Pendant que Bahar s’attelait à préparer leur miséreux repas, le petit passait son temps libre à se balader sur la plage, dans le dos de sa mère. Elle détestait que son fils s’approche trop de la mer, il faut dire que beaucoup de légendes expliquaient la violence des courants entourant l’île, qui emprisonnaient littéralement les habitants du Roc. Certains parlent d’un sort qui aurait maudit l’île, d’autres pensent que l’esprit de la mer aurait déchaîné sa colère dans la région ou encore que des créatures marines gigantesques vivraient dans les environs et dont les mouvements inlassables provoqueraient ces flots chimériques. Dans tous les cas, et peu importe l’explication, il ne faisait pas bon flâner par-là.
Malgré tout, que pouvait-elle faire face à l’audace et l’intrépidité du jeune homme, qui chaque soir, appelé par l’océan, ne pouvait s’empêcher d’aller parcourir le littoral. C’était son rituel, un appel qui faisait bouillonner son sang. Il avait, avec le temps, déterminé un schéma à ses soirées. Au coucher du soleil, il courait toujours au même endroit. Les remous de la mer y ramenaient, à chaque reprise, ce qui semblait être la carcasse du même navire.

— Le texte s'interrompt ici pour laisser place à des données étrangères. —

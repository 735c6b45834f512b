//! First-person character controller (input + ground probe + motor + camera).
//!
//! One [`CharacterController::update`] per rendered frame runs the whole
//! pipeline: normalize input, probe and snap to the ground, integrate
//! vertical motion, move along the body axes, apply look and clamp pitch.
#![forbid(unsafe_code)]

mod config;

use std::time::Duration;

use character_motor_fps::{FpsMotor, FpsMotorConfig, FpsMotorInput, VerticalStep};
use engine_core::clock::{FrameClock, FrameTime};
use ground_probe::{GroundContact, GroundProbe, SceneQuery};
use player_camera::{CameraPose, PlayerCamera};
use player_input::{ActionId, AxisId, InputError, InputMapping, PointerDrift, RawInputState};
use rapier3d::math::{Point, Vector};
use rapier3d::prelude::Real;
use thiserror::Error;
use tracing::{debug, info};

pub use config::{Bindings, CameraConfig, ConfigError, ControllerConfig, Sensitivity};

#[derive(Debug, Error)]
pub enum ControllerError {
    #[error(transparent)]
    Config(#[from] ConfigError),
    #[error("binding '{binding}' does not resolve: {source}")]
    Binding {
        binding: &'static str,
        #[source]
        source: InputError,
    },
}

/// The controller's externally visible state.
#[derive(Clone, Copy, Debug, PartialEq)]
pub struct CharacterPose {
    pub position: Vector<Real>,
    pub yaw: Real,
    pub pitch: Real,
}

#[derive(Clone, Copy, Debug)]
pub struct PlayerFrame {
    pub time: FrameTime,
    pub pose: CharacterPose,
    pub camera: CameraPose,
    pub contact: GroundContact,
    pub vertical: VerticalStep,
}

#[derive(Clone, Copy, Debug)]
struct ResolvedBindings {
    horizontal: AxisId,
    vertical: AxisId,
    jump: ActionId,
    sprint: ActionId,
}

impl ResolvedBindings {
    fn resolve(bindings: &Bindings, mapping: &InputMapping) -> Result<Self, ControllerError> {
        let axis = |binding: &'static str, name: &str| {
            mapping
                .axis_id(name)
                .map_err(|source| ControllerError::Binding { binding, source })
        };
        let action = |binding: &'static str, name: &str| {
            mapping
                .action_id(name)
                .map_err(|source| ControllerError::Binding { binding, source })
        };
        Ok(Self {
            horizontal: axis("horizontal", &bindings.horizontal)?,
            vertical: axis("vertical", &bindings.vertical)?,
            jump: action("jump", &bindings.jump)?,
            sprint: action("sprint", &bindings.sprint)?,
        })
    }
}

pub struct CharacterController {
    mapping: InputMapping,
    bindings: ResolvedBindings,
    sensitivity: Sensitivity,
    probe: GroundProbe,
    motor: FpsMotor,
    camera: PlayerCamera,
    pointer: PointerDrift,
    clock: FrameClock,
    position: Vector<Real>,
    yaw: Real,
}

impl CharacterController {
    pub fn new(config: &ControllerConfig, position: Vector<Real>) -> Result<Self, ControllerError> {
        config.validate()?;
        let bindings = ResolvedBindings::resolve(&config.bindings, &config.input)?;
        let motor = FpsMotor::new(FpsMotorConfig {
            walk_speed: config.walk_speed,
            sprint_speed: config.sprint_speed,
            gravity: config.gravity,
            jump_power: config.jump_power,
        });
        let mut camera = PlayerCamera::new(config.camera.eye_height, config.look_limit);
        camera.set_pitch(config.camera.initial_pitch.to_radians());
        camera.update_from_origin(position, 0.0);
        info!(
            walk_speed = config.walk_speed,
            sprint_speed = config.sprint_speed,
            floor_distance = config.floor_distance,
            "character controller ready"
        );
        Ok(Self {
            mapping: config.input.clone(),
            bindings,
            sensitivity: config.sensitivity,
            probe: GroundProbe::new(config.floor_distance),
            motor,
            camera,
            pointer: PointerDrift::new(config.pointer_idle_window()),
            clock: FrameClock::start(),
            position,
            yaw: 0.0,
        })
    }

    pub fn pose(&self) -> CharacterPose {
        CharacterPose {
            position: self.position,
            yaw: self.yaw,
            pitch: self.camera.pitch(),
        }
    }

    pub fn set_position(&mut self, position: Vector<Real>) {
        self.position = position;
        self.camera.update_from_origin(self.position, self.yaw);
    }

    /// Sets body yaw and camera pitch in radians; pitch is clamped.
    pub fn set_look(&mut self, yaw: Real, pitch: Real) {
        self.yaw = yaw;
        self.camera.set_pitch(pitch);
        self.camera.update_from_origin(self.position, self.yaw);
    }

    pub fn camera(&self) -> &PlayerCamera {
        &self.camera
    }

    pub fn motor(&self) -> &FpsMotor {
        &self.motor
    }

    pub fn pointer(&self) -> &PointerDrift {
        &self.pointer
    }

    /// Records a pointer movement stamped with the internal clock.
    pub fn on_pointer_motion(&mut self, delta: [f32; 2]) {
        let now = self.clock.now();
        self.pointer.on_motion(delta, now);
    }

    pub fn on_pointer_motion_at(&mut self, delta: [f32; 2], now: Duration) {
        self.pointer.on_motion(delta, now);
    }

    /// Runs one frame timed by the internal clock.
    pub fn update<S: SceneQuery + ?Sized>(&mut self, raw: &RawInputState, scene: &S) -> PlayerFrame {
        let time = self.clock.tick();
        self.update_with_time(raw, scene, time)
    }

    /// Runs one frame with host-supplied time.
    pub fn update_with_time<S: SceneQuery + ?Sized>(
        &mut self,
        raw: &RawInputState,
        scene: &S,
        time: FrameTime,
    ) -> PlayerFrame {
        let time = time.sanitized();
        let dt = time.delta;

        let pointer = self.pointer.poll(time.elapsed);
        let snapshot = self.mapping.normalize(raw);
        let input = FpsMotorInput {
            move_axis: [
                snapshot.axis_value(self.bindings.horizontal),
                snapshot.axis_value(self.bindings.vertical),
            ],
            jump: snapshot.action_active(self.bindings.jump),
            sprint: snapshot.action_active(self.bindings.sprint),
        };

        let contact = self.probe.probe(Point::from(self.position), scene);
        if let Some(surface_z) = contact.surface_z {
            self.position.z = surface_z;
        }

        // Planar move uses the yaw from before this frame's look input.
        let motion = self.motor.step(&input, contact.grounded, self.yaw, dt);
        self.position += motion.desired_translation;
        let vertical = motion.vertical;
        if vertical.landed {
            debug!(z = self.position.z, "grounded");
        }

        self.yaw += -pointer[0] * dt * self.sensitivity.x;
        self.camera
            .apply_pitch_delta(-pointer[1] * dt * self.sensitivity.y);
        self.camera.clamp_pitch();

        let camera = self.camera.update_from_origin(self.position, self.yaw);
        PlayerFrame {
            time,
            pose: self.pose(),
            camera,
            contact,
            vertical,
        }
    }

    /// Drops any pending pointer idle transition. Call when the host stops
    /// driving the controller.
    pub fn shutdown(&mut self) {
        self.pointer.cancel();
    }
}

Il s’amusait à visiter le squelette du bateau, à la recherche d’un trésor ou de traces de son origine. A force, il le connaissait sur le bout des doigts. Il ne se souvient même plus de la sensation qu’il eût lors de sa découverte, pas même le souvenir d’une nuit où il ne l’avait pas vu se reposer sur le sable de Rocashire.

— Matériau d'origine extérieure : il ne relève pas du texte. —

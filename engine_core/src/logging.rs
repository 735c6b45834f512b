use std::panic::{self, PanicHookInfo};
use std::sync::OnceLock;

use tracing_subscriber::EnvFilter;

pub const DEFAULT_FILTER: &str = "info";

/// Installs the global fmt subscriber. `RUST_LOG` overrides
/// `default_filter`. Returns false if a subscriber was already installed.
pub fn init(default_filter: &str) -> bool {
    let filter = EnvFilter::try_from_default_env()
        .or_else(|_| EnvFilter::try_new(default_filter))
        .unwrap_or_else(|_| EnvFilter::new(DEFAULT_FILTER));
    tracing_subscriber::fmt()
        .with_env_filter(filter)
        .with_target(false)
        .try_init()
        .is_ok()
}

/// Routes panics through `tracing::error!` before the default hook runs.
pub fn install_panic_hook() {
    static INSTALLED: OnceLock<()> = OnceLock::new();
    if INSTALLED.set(()).is_err() {
        return;
    }
    let default_hook = panic::take_hook();
    panic::set_hook(Box::new(move |info| {
        tracing::error!("{}", format_panic(info));
        default_hook(info);
    }));
}

fn format_panic(info: &PanicHookInfo<'_>) -> String {
    let payload = if let Some(text) = info.payload().downcast_ref::<&str>() {
        (*text).to_string()
    } else if let Some(text) = info.payload().downcast_ref::<String>() {
        text.clone()
    } else {
        "unknown panic payload".to_string()
    };
    let location = info
        .location()
        .map(|loc| format!("{}:{}", loc.file(), loc.line()))
        .unwrap_or_else(|| "<unknown>".to_string());
    format!("panic at {}: {}", location, payload)
}
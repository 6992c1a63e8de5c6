use crate::{
    models::{model, nested, Model},
    schema::{DefaultValue, FieldSpec, Schema},
};

pub const TITLE_LIMIT: usize = 256;
pub const DESCRIPTION_LIMIT: usize = 2048;
pub const FIELD_COUNT_LIMIT: usize = 25;
pub const FIELD_NAME_LIMIT: usize = 256;
pub const FIELD_VALUE_LIMIT: usize = 1024;
pub const FOOTER_TEXT_LIMIT: usize = 2048;
pub const AUTHOR_NAME_LIMIT: usize = 256;

pub static EMBED_FOOTER: Schema = Schema {
    kind: "embed_footer",
    fields: &[
        FieldSpec::string("text").required().max_length(FOOTER_TEXT_LIMIT),
        FieldSpec::string("icon_url"),
        FieldSpec::string("proxy_icon_url"),
    ],
};

/// Shared by `image`, `thumbnail` and `video`.
pub static EMBED_MEDIA: Schema = Schema {
    kind: "embed_media",
    fields: &[
        FieldSpec::string("url"),
        FieldSpec::string("proxy_url"),
        FieldSpec::int("height"),
        FieldSpec::int("width"),
    ],
};

pub static EMBED_PROVIDER: Schema = Schema {
    kind: "embed_provider",
    fields: &[FieldSpec::string("name"), FieldSpec::string("url")],
};

pub static EMBED_AUTHOR: Schema = Schema {
    kind: "embed_author",
    fields: &[
        FieldSpec::string("name").max_length(AUTHOR_NAME_LIMIT),
        FieldSpec::string("url"),
        FieldSpec::string("icon_url"),
        FieldSpec::string("proxy_icon_url"),
    ],
};

pub static EMBED_FIELD: Schema = Schema {
    kind: "embed_field",
    fields: &[
        FieldSpec::string("name").required().max_length(FIELD_NAME_LIMIT),
        FieldSpec::string("value").required().max_length(FIELD_VALUE_LIMIT),
        FieldSpec::boolean("inline").default(DefaultValue::Bool(false)),
    ],
};

pub static EMBED: Schema = Schema {
    kind: "embed",
    fields: &[
        FieldSpec::string("title").max_length(TITLE_LIMIT),
        FieldSpec::string("type"),
        FieldSpec::string("description").max_length(DESCRIPTION_LIMIT),
        FieldSpec::string("url"),
        // ISO-8601, kept opaque.
        FieldSpec::string("timestamp"),
        FieldSpec::int("color"),
        FieldSpec::record("footer", &EMBED_FOOTER),
        FieldSpec::record("image", &EMBED_MEDIA),
        FieldSpec::record("thumbnail", &EMBED_MEDIA),
        FieldSpec::record("video", &EMBED_MEDIA),
        FieldSpec::record("provider", &EMBED_PROVIDER),
        FieldSpec::record("author", &EMBED_AUTHOR),
        FieldSpec::records("fields", &EMBED_FIELD)
            .max_items(FIELD_COUNT_LIMIT)
            .default(DefaultValue::EmptyList),
    ],
};

model!(EmbedFooter => EMBED_FOOTER);
model!(EmbedMedia => EMBED_MEDIA);
model!(EmbedProvider => EMBED_PROVIDER);
model!(EmbedAuthor => EMBED_AUTHOR);
model!(EmbedField => EMBED_FIELD);
model!(
    /// Rich content block attached to a message.
    Embed => EMBED
);

impl EmbedFooter {
    pub fn text(&self) -> &str {
        self.0.str("text").unwrap_or_default()
    }

    pub fn icon_url(&self) -> Option<&str> {
        self.0.str("icon_url")
    }
}

impl EmbedMedia {
    pub fn url(&self) -> Option<&str> {
        self.0.str("url")
    }

    /// `(width, height)` when both are known.
    pub fn size(&self) -> Option<(i64, i64)> {
        Some((self.0.int("width")?, self.0.int("height")?))
    }
}

impl EmbedProvider {
    pub fn name(&self) -> Option<&str> {
        self.0.str("name")
    }
}

impl EmbedAuthor {
    pub fn name(&self) -> Option<&str> {
        self.0.str("name")
    }

    pub fn url(&self) -> Option<&str> {
        self.0.str("url")
    }
}

impl EmbedField {
    pub fn name(&self) -> &str {
        self.0.str("name").unwrap_or_default()
    }

    pub fn value(&self) -> &str {
        self.0.str("value").unwrap_or_default()
    }

    pub fn inline(&self) -> bool {
        self.0.boolean("inline").unwrap_or(false)
    }
}

impl Embed {
    pub fn title(&self) -> Option<&str> {
        self.0.str("title")
    }

    pub fn description(&self) -> Option<&str> {
        self.0.str("description")
    }

    pub fn url(&self) -> Option<&str> {
        self.0.str("url")
    }

    pub fn timestamp(&self) -> Option<&str> {
        self.0.str("timestamp")
    }

    pub fn color(&self) -> Option<i64> {
        self.0.int("color")
    }

    pub fn footer(&self) -> Option<EmbedFooter> {
        self.0.record("footer").cloned().map(EmbedFooter::from_record)
    }

    pub fn image(&self) -> Option<EmbedMedia> {
        self.0.record("image").cloned().map(EmbedMedia::from_record)
    }

    pub fn thumbnail(&self) -> Option<EmbedMedia> {
        self.0.record("thumbnail").cloned().map(EmbedMedia::from_record)
    }

    pub fn video(&self) -> Option<EmbedMedia> {
        self.0.record("video").cloned().map(EmbedMedia::from_record)
    }

    pub fn provider(&self) -> Option<EmbedProvider> {
        self.0.record("provider").cloned().map(EmbedProvider::from_record)
    }

    pub fn author(&self) -> Option<EmbedAuthor> {
        self.0.record("author").cloned().map(EmbedAuthor::from_record)
    }

    pub fn fields(&self) -> Vec<EmbedField> {
        nested(&self.0, "fields")
    }
}
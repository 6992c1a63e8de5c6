use crate::{
    models::{channel::CHANNEL, model, nested, user::USER, Channel, Model, User},
    schema::{DefaultValue, FieldSpec, ItemKind, Schema},
};

pub static ROLE: Schema = Schema {
    kind: "role",
    fields: &[
        FieldSpec::string("id").required(),
        FieldSpec::string("name").required().max_length(100),
        FieldSpec::int("color"),
        FieldSpec::boolean("hoist"),
        FieldSpec::int("position"),
        FieldSpec::int("permissions"),
        FieldSpec::boolean("managed"),
        FieldSpec::boolean("mentionable"),
    ],
};

pub static EMOJI: Schema = Schema {
    kind: "emoji",
    fields: &[
        // Null for unicode emoji.
        FieldSpec::string("id"),
        FieldSpec::string("name"),
        FieldSpec::list("roles", ItemKind::Str).default(DefaultValue::EmptyList),
        FieldSpec::record("user", &USER),
        FieldSpec::boolean("require_colons"),
        FieldSpec::boolean("managed"),
        FieldSpec::boolean("animated"),
    ],
};

pub static GUILD: Schema = Schema {
    kind: "guild",
    fields: &[
        FieldSpec::string("id").required(),
        FieldSpec::string("name").required().max_length(100),
        FieldSpec::string("icon"),
        FieldSpec::string("splash"),
        FieldSpec::string("owner_id"),
        FieldSpec::string("application_id"),
        FieldSpec::string("region"),
        FieldSpec::string("afk_channel_id"),
        FieldSpec::int("afk_timeout"),
        FieldSpec::boolean("embed_enabled"),
        FieldSpec::string("embed_channel_id"),
        FieldSpec::int("verification_level"),
        FieldSpec::int("default_message_notifications"),
        FieldSpec::int("explicit_content_filter"),
        FieldSpec::int("mfa_level"),
        FieldSpec::boolean("widget_enabled"),
        FieldSpec::string("widget_channel_id"),
        FieldSpec::records("roles", &ROLE).default(DefaultValue::EmptyList),
        FieldSpec::records("emojis", &EMOJI).default(DefaultValue::EmptyList),
        FieldSpec::list("features", ItemKind::Str).default(DefaultValue::EmptyList),
        FieldSpec::records("channels", &CHANNEL).default(DefaultValue::EmptyList),
        FieldSpec::boolean("unavailable"),
        FieldSpec::int("member_count"),
    ],
};

model!(Role => ROLE);
model!(Emoji => EMOJI);
model!(
    /// A server: its settings plus the roles, emojis and channels it carries.
    Guild => GUILD
);

impl Role {
    pub fn id(&self) -> &str {
        self.0.str("id").unwrap_or_default()
    }

    pub fn name(&self) -> &str {
        self.0.str("name").unwrap_or_default()
    }

    pub fn permissions(&self) -> i64 {
        self.0.int("permissions").unwrap_or(0)
    }

    pub fn position(&self) -> Option<i64> {
        self.0.int("position")
    }
}

impl Emoji {
    pub fn id(&self) -> Option<&str> {
        self.0.str("id")
    }

    pub fn name(&self) -> Option<&str> {
        self.0.str("name")
    }

    pub fn role_ids(&self) -> Vec<&str> {
        self.0.strings("roles").collect()
    }

    pub fn creator(&self) -> Option<User> {
        self.0.record("user").cloned().map(User::from_record)
    }

    pub fn animated(&self) -> bool {
        self.0.boolean("animated").unwrap_or(false)
    }
}

impl Guild {
    pub fn id(&self) -> &str {
        self.0.str("id").unwrap_or_default()
    }

    pub fn name(&self) -> &str {
        self.0.str("name").unwrap_or_default()
    }

    pub fn owner_id(&self) -> Option<&str> {
        self.0.str("owner_id")
    }

    pub fn region(&self) -> Option<&str> {
        self.0.str("region")
    }

    pub fn afk_timeout(&self) -> Option<i64> {
        self.0.int("afk_timeout")
    }

    pub fn verification_level(&self) -> Option<i64> {
        self.0.int("verification_level")
    }

    pub fn features(&self) -> Vec<&str> {
        self.0.strings("features").collect()
    }

    pub fn roles(&self) -> Vec<Role> {
        nested(&self.0, "roles")
    }

    pub fn emojis(&self) -> Vec<Emoji> {
        nested(&self.0, "emojis")
    }

    pub fn channels(&self) -> Vec<Channel> {
        nested(&self.0, "channels")
    }

    pub fn unavailable(&self) -> bool {
        self.0.boolean("unavailable").unwrap_or(false)
    }
}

Il avait étudié les moindres recoins de celui-ci, à ses yeux, il devait le connaître mieux que son propre charpentier. Il s’était approprié l’histoire de ce bateau. Lorsque le soleil était pleinement couché, il s’en allait un peu plus loin pour s’asseoir au bout du seul quai de l’île. Il s’asseyait toujours au bout de son long pont, là où même les bateaux de pêcheurs ne s’amarraient pas. Contemplant les flots qui, au fur et à mesure que la lune s’imposait dans le ciel noir, déferlaient de plus en plus violemment. Les vagues s’entrechoquaient de plus en plus haut, déchirant le silence de la nuit. Comme si la mer cherchait à crier qu’on lui rende le soleil, qui sait faire briller l’éclat de son eau, et qui devait l’apaiser de sa douce chaleur. Les jambes dans le vide, il contemplait l’horizon au travers de l’écume et de l’eau, qui jaillissaient devant lui, avant de terminer leurs courses sur les rochers de l’île, dans un énorme fracas. Il était admiratif du comportement changeant, presque vivant, de l’eau. Mais il guettait également, ce navire était le signe que quelqu’un avait voulu pénétrer Rocashire, ou d’en sortir. Il s’endormait sur le pont, risquant d’être emporté par la tempête, dont les courants étaient suffisamment forts pour emporter la carcasse dans leur étreinte, sans laisser ne serait-ce qu’une trace du navire éventré sur le sable, comme s’il ne s’était jamais échoué. Sa mère s’empressait de le récupérer, toujours animé d’une peur et d’une colère, qui finissait par s’apaiser quand elle le serrait dans ses bras, l’emportant endormi jusqu'à leur cabanon.

L’île imperturbable encaissait les flots sans jamais broncher. Le comble pour cette mer enragée, dont la puissance se déchaine contre ces rochers, est d’être l’unique berceuse capable de l’endormir, lui faisant oublier tous ses maux, s’apaisant ensuite dans l’étreinte de la sienne, de mère.